第2話 魔法学園




 ところで何で魔法学園の卒業パーティが王宮で開催されるのかというと、ジョアン殿下とジャルラン殿下、ニールセン王家の2人の王子が魔法学園に在籍してるってのもあるが、実際デカい理由は魔法学園がアレイエムの国家プロジェクトだからという理由だ。


 魔法。王族、貴族や富豪、高位の聖職者、教職者など一部の者しか使えないと言われている異能。

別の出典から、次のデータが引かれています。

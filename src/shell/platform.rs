//! Platform queries that need OS calls.

/// Check if running in a CI environment.
///
/// Used to auto-detect CI and force non-interactive mode in `main()`.
/// Checks common CI environment variables: `CI`, `GITHUB_ACTIONS`,
/// `GITLAB_CI`, `CIRCLECI`, `TRAVIS`, `JENKINS_URL`.
pub fn is_ci() -> bool {
    std::env::var("CI").is_ok()
        || std::env::var("GITHUB_ACTIONS").is_ok()
        || std::env::var("GITLAB_CI").is_ok()
        || std::env::var("CIRCLECI").is_ok()
        || std::env::var("TRAVIS").is_ok()
        || std::env::var("JENKINS_URL").is_ok()
}

/// Effective user id, where the platform has one.
pub fn effective_uid() -> Option<u32> {
    #[cfg(unix)]
    {
        // SAFETY: geteuid() is a simple syscall that returns the effective user ID
        Some(unsafe { libc::geteuid() })
    }

    #[cfg(not(unix))]
    {
        None
    }
}

#[cfg(test)]
mod tests {
    use super::*;

    #[test]
    fn is_ci_detects_environment() {
        // Just ensure function doesn't panic
        let _ = is_ci();
    }

    #[cfg(unix)]
    #[test]
    fn effective_uid_is_available_on_unix() {
        assert!(effective_uid().is_some());
    }
}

 そう書くと非常に稀で強大な力に思えるが、実際は大したことがない。


 火を燃えやすいものに着火したり、コップ1杯分の水を作り出したり、1m程度の幅の土くれの塊を出したり、一瞬帽子を飛ばして人をよろめかす程度の風を起こしたり。 その程度だ。


 しかも、1回あたり数秒間しか使用できない。連続使用も普通10回程度。それ以上使おうとすると使えないことはないが、ひどい頭痛やひどい脱力感に見舞われる。


 教会に記録が残っている最も古い時代以前からこの魔法という力は存在していたらしい。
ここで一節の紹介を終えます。